On Wednesday, September 27th, Ringo Starr & His All Starr Band played Fox Theatre in Atlanta, GA. This amazing show began with a well-deserved standing ovation before any music was played. Sir Ringo Starr came onstage, met with more roaring applause. The All Starr Band started with the bluesy tune “Matchbox” on which keyboardist Edgar Winter played a piano solo. Gregg Bissonnette played drums while Starr was the front man. Starr assured the audience, “Everyone in this room will know at least two songs played tonight, especially this one ‘cause ‘It Don’t Come Easy’”. Warren Ham and Steve Lukather of Toto played a unison solo. The distorted guitar coupled with the woody, reedy sax created a very distinct sound combo that was unlike anything I’ve heard at any other show.
On Winter’s hit “Free Ride”, he picked up a large keyboard with a strap attached to it, akin to a guitar strap. Winter claimed he was the first to do that. The All Starr Band played the Toto hit “Rosanna” with Lukather on lead vocals and lead guitar while Ham sang the high vocal parts, played sax, had a harmonica solo, and played hand drums and auxiliary percussion, leaving no one questioning why he is an All Starr! Later in the song, Winter played a cascading, waterfall-like keyboard part which led into a solo from Lukather on guitar. Next, Lukather introduced Hamish Stuart of Average White Band. The band began playing their hit “Pick Up The Pieces” which featured the two sax players, Winter and Ham, who played together as well as traded solos. Lukather covered the bass while Stuart played guitar. This band switched instruments like it’s nothing!
Colin Hay of Men At Work told a comedic story about someone he met in the elevator just before the show, before leading into his band’s famous tune “Down Under” where Ham played yet another instrument, the flute, a key part to the tune.
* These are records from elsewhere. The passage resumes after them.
use std::path::Path;

use crate::auth::{AuthGate, Session, PASSWORD_RESET_NOTICE};
use crate::chart::{ChartKind, ChartOutcome};
use crate::config::AppConfig;
use crate::data::loader::{load_path, load_remote, LoadError};
use crate::data::model::Table;
use crate::data::select::ColumnSelection;
use crate::viz::{plan_comparison, plan_side_by_side, plan_static, PlanWarning};

// ---------------------------------------------------------------------------
// Small state enums
// ---------------------------------------------------------------------------

#[derive(Debug, Clone, Copy, PartialEq, Eq)]
pub enum StatusLevel {
    Success,
    Warning,
    Error,
}

/// Feedback line shown after an interaction.
#[derive(Debug, Clone, PartialEq, Eq)]
pub struct StatusMessage {
    pub level: StatusLevel,
    pub text: String,
}

impl StatusMessage {
    fn new(level: StatusLevel, text: impl Into<String>) -> Self {
        Self {
            level,
            text: text.into(),
        }
    }
}

#[derive(Debug, Clone, Copy, PartialEq, Eq, Default)]
pub enum VisualizationMode {
    #[default]
    Static,
    Dynamic,
}

impl VisualizationMode {
    pub fn label(self) -> &'static str {
        match self {
            VisualizationMode::Static => "📈 Static Visualization",
            VisualizationMode::Dynamic => "📉 Dynamic Visualization",
        }
    }
}

#[derive(Debug, Clone, Copy, PartialEq, Eq, Default)]
pub enum ComparisonLayout {
    /// One chart over the aligned pair of picked columns.
    #[default]
    Aligned,
    /// One line chart per dataset, each at full length.
    SideBySide,
}

/// Which of the two upload slots.
#[derive(Debug, Clone, Copy, PartialEq, Eq, Hash)]
pub enum Upload {
    First,
    Second,
}

impl Upload {
    pub const BOTH: [Upload; 2] = [Upload::First, Upload::Second];

    fn index(self) -> usize {
        match self {
            Upload::First => 0,
            Upload::Second => 1,
        }
    }

    pub fn ordinal(self) -> &'static str {
        match self {
            Upload::First => "first",
            Upload::Second => "second",
        }
    }

    pub fn prompt(self) -> &'static str {
        match self {
            Upload::First => "Upload the first CSV file",
            Upload::Second => "Upload the second CSV file",
        }
    }
}

/// The remote dataset, fetched once per login.
#[derive(Debug, Clone, Default)]
pub enum RemoteDataset {
    #[default]
    NotLoaded,
    Loaded(Table),
    Failed(String),
}

#[derive(Debug, Clone, Default)]
pub struct LoginForm {
    pub username: String,
    pub password: String,
}

/// One uploaded file and the picks made against it.
#[derive(Debug, Clone, Default)]
pub struct UploadSlot {
    pub file_name: Option<String>,
    pub table: Option<Table>,
    pub error: Option<String>,
    /// Multi-pick used by the side-by-side layout.
    pub selection: ColumnSelection,
    /// Single pick used by the aligned layout.
    pub pick: Option<String>,
}

// ---------------------------------------------------------------------------
// Application state
// ---------------------------------------------------------------------------

/// The full UI state, independent of rendering. Each `pub fn` taking
/// `&mut self` handles one user interaction and never fails: errors end up
/// in [`AppState::status`] or in an upload slot.
pub struct AppState {
    pub config: AppConfig,
    gate: AuthGate,
    pub session: Session,
    pub login_form: LoginForm,
    pub status: Option<StatusMessage>,

    pub mode: VisualizationMode,
    pub remote: RemoteDataset,
    pub static_selection: ColumnSelection,
    pub static_kind: ChartKind,

    pub uploads: [UploadSlot; 2],
    pub layout: ComparisonLayout,
    pub compare_kind: ChartKind,

    /// Last chart request result, kept until the next press.
    pub outcome: Option<ChartOutcome>,
}

impl Default for AppState {
    fn default() -> Self {
        Self::new(AppConfig::default())
    }
}

impl AppState {
    pub fn new(config: AppConfig) -> Self {
        let gate = AuthGate::new(config.credentials.clone());
        Self {
            config,
            gate,
            session: Session::new(),
            login_form: LoginForm::default(),
            status: None,
            mode: VisualizationMode::default(),
            remote: RemoteDataset::default(),
            static_selection: ColumnSelection::default(),
            static_kind: ChartKind::default(),
            uploads: Default::default(),
            layout: ComparisonLayout::default(),
            compare_kind: ChartKind::default(),
            outcome: None,
        }
    }

    pub fn is_authenticated(&self) -> bool {
        self.gate.is_authenticated(&self.session)
    }

    pub fn upload(&self, slot: Upload) -> &UploadSlot {
        &self.uploads[slot.index()]
    }

    pub fn upload_mut(&mut self, slot: Upload) -> &mut UploadSlot {
        &mut self.uploads[slot.index()]
    }

    // ---- Login gate ----

    /// Check the login form. The password field is cleared either way.
    pub fn submit_login(&mut self) {
        let password = std::mem::take(&mut self.login_form.password);
        let username = self.login_form.username.clone();

        match self.gate.login(&mut self.session, &username, &password) {
            Ok(()) => {
                log::info!("User '{username}' logged in");
                self.status = Some(StatusMessage::new(
                    StatusLevel::Success,
                    format!("🎉 Welcome {username}! You are logged in."),
                ));
            }
            Err(e) => {
                log::warn!("Rejected login attempt for '{username}'");
                self.status = Some(StatusMessage::new(StatusLevel::Error, format!("🚫 {e}")));
            }
        }
    }

    pub fn forgot_password(&mut self) {
        self.status = Some(StatusMessage::new(StatusLevel::Warning, PASSWORD_RESET_NOTICE));
    }

    /// Back to the login screen; everything loaded for the session is dropped.
    pub fn logout(&mut self) {
        if let Some(user) = self.session.username() {
            log::info!("User '{user}' logged out");
        }
        self.gate.logout(&mut self.session);

        self.login_form = LoginForm::default();
        self.remote = RemoteDataset::NotLoaded;
        self.static_selection.clear();
        self.uploads = Default::default();
        self.outcome = None;
        self.status = Some(StatusMessage::new(
            StatusLevel::Success,
            "You have logged out successfully.",
        ));
    }

    // ---- Remote dataset ----

    /// Fetch the remote dataset if this session has not tried yet.
    pub fn ensure_dataset(&mut self) {
        if !self.is_authenticated() || !matches!(self.remote, RemoteDataset::NotLoaded) {
            return;
        }
        self.remote = match load_remote(&self.config.data_url) {
            Ok(table) => RemoteDataset::Loaded(table),
            Err(e) => {
                log::error!("Failed to load {}: {e}", self.config.data_url);
                RemoteDataset::Failed(format!(
                    "Error: Could not load the dataset from the URL. Details: {e}"
                ))
            }
        };
    }

    pub fn retry_dataset(&mut self) {
        self.remote = RemoteDataset::NotLoaded;
        self.ensure_dataset();
    }

    // ---- Visualization ----

    pub fn set_mode(&mut self, mode: VisualizationMode) {
        if self.mode != mode {
            self.mode = mode;
            self.outcome = None;
        }
    }

    pub fn show_static(&mut self) {
        let RemoteDataset::Loaded(table) = &self.remote else {
            return;
        };
        self.outcome = Some(plan_static(table, &self.static_selection, self.static_kind));
    }

    /// Record the result of reading one upload slot.
    pub fn apply_upload(&mut self, slot: Upload, file_name: String, loaded: Result<Table, LoadError>) {
        let upload = self.upload_mut(slot);
        match loaded {
            Ok(table) => {
                log::info!(
                    "Loaded upload '{file_name}': {} rows x {} columns",
                    table.row_count(),
                    table.column_count()
                );
                upload.selection.retain_known(&table);
                if upload.pick.as_deref().is_some_and(|p| table.column(p).is_none()) {
                    upload.pick = None;
                }
                upload.table = Some(table);
                upload.error = None;
            }
            Err(e) => {
                log::error!("Failed to load upload '{file_name}': {e}");
                upload.table = None;
                upload.error = Some(format!(
                    "Error: Could not read '{file_name}'. Details: {e}"
                ));
            }
        }
        upload.file_name = Some(file_name);
        self.outcome = None;
    }

    pub fn upload_from_path(&mut self, slot: Upload, path: &Path) {
        let file_name = path
            .file_name()
            .map(|n| n.to_string_lossy().into_owned())
            .unwrap_or_else(|| path.display().to_string());
        self.apply_upload(slot, file_name, load_path(path));
    }

    pub fn comparison_ready(&self) -> bool {
        self.uploads.iter().all(|u| u.table.is_some())
    }

    pub fn compare(&mut self) {
        let [first, second] = &self.uploads;
        let (Some(table_a), Some(table_b)) = (&first.table, &second.table) else {
            self.outcome = Some(ChartOutcome::Warning(PlanWarning::MissingUpload));
            return;
        };

        let outcome = match self.layout {
            ComparisonLayout::Aligned => plan_comparison(
                table_a,
                first.pick.as_deref(),
                table_b,
                second.pick.as_deref(),
                self.compare_kind,
            ),
            ComparisonLayout::SideBySide => {
                plan_side_by_side(table_a, &first.selection, table_b, &second.selection)
            }
        };
        self.outcome = Some(outcome);
    }
}
/// Data layer: table model, loading, column selection and alignment.
///
/// Architecture:
/// ```text
///   remote URL / uploaded .csv
///        │
///        ▼
///   ┌──────────┐
///   │  loader   │  fetch / parse CSV → Table
///   └──────────┘
///        │
///        ▼
///   ┌──────────┐
///   │  Table    │  ordered columns, uniform row count
///   └──────────┘
///        │
///        ▼
///   ┌──────────┐
///   │  select   │  column names → projection / single series
///   └──────────┘
///        │
///        ▼
///   ┌──────────┐
///   │  align    │  two series → equal-length prefixes
///   └──────────┘
/// ```

pub mod align;
pub mod loader;
pub mod model;
pub mod select;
Attention was brought back to Starr, who had played drums through every song after the first three. He said, “Here’s a tune that I played with that band that you all know called ‘Boys’”. Later on, they played “Yellow Submarine” where the second drummer, Bissonnette, played a trumpet solo then swiftly switched back to drums, showing that this band of seven can do it all!
Starr took a break, leaving the stage for two songs. Winter used some abundant alliteration to compliment his bandmates. Then a stage crew member gave him his keyboard with the strap for “Frankenstein”, the big instrumental hit from The Edgar Winter Group where Winter played keyboard, saxophone and short drums in the front. He and Bissonnette dueled with drums. Nearing the end of the song, Bissonnette soloed many well-known rock songs, from Led Zeppelin, to Van Halen, to the Beatles, to Rush. After the drum jam, Winter moved back into “Frankenstein” and its synthesizer solo. Then the song ended with Winter swinging his keyboard left and right into the front row audience like a guitar.
“Octopus’s Garden” was played with great, lush, intricate back up harmonies by nearly everyone. Toto’s “Africa” featured Ham on congas along with Bissonnette and Ringo drumming out the great rhythms, and was wonderfully presented.
A cover of Chuck Berry’s “Johnny B. Goode” was delivered with a heavier guitar and more hard rock feel with Winter on lead vocals.
Lukather does a modified duck walk, paying tribute to Berry. On “Who Can It Be Now”, Ham delivers a perfect, raspy growl on his tenor sax. Hay’s vocals were spot on. “Hold The Line” from Toto featured a wailing, near ‘face melting’ guitar solo from Lukather.
Ringo then fronted the stage again, starting with his solo hit “Photograph” where Ham played the main guitar line on tenor sax which gave the song a show tune vibe. The finale of the show included “Act Naturally”, the sing along “With a Little Help From My Friends”, and finally a chorus of “Give Peace a Chance”.
The whole show was hit after hit from The Beatles, Ringo’s solo career, Toto, Men At Work, The Edgar Winter Group and The Average White Band. The energy throughout the show was astounding, with the audience marveling at the band who individually are truly All Starrs but together are greater than the sum of their parts, which is massive!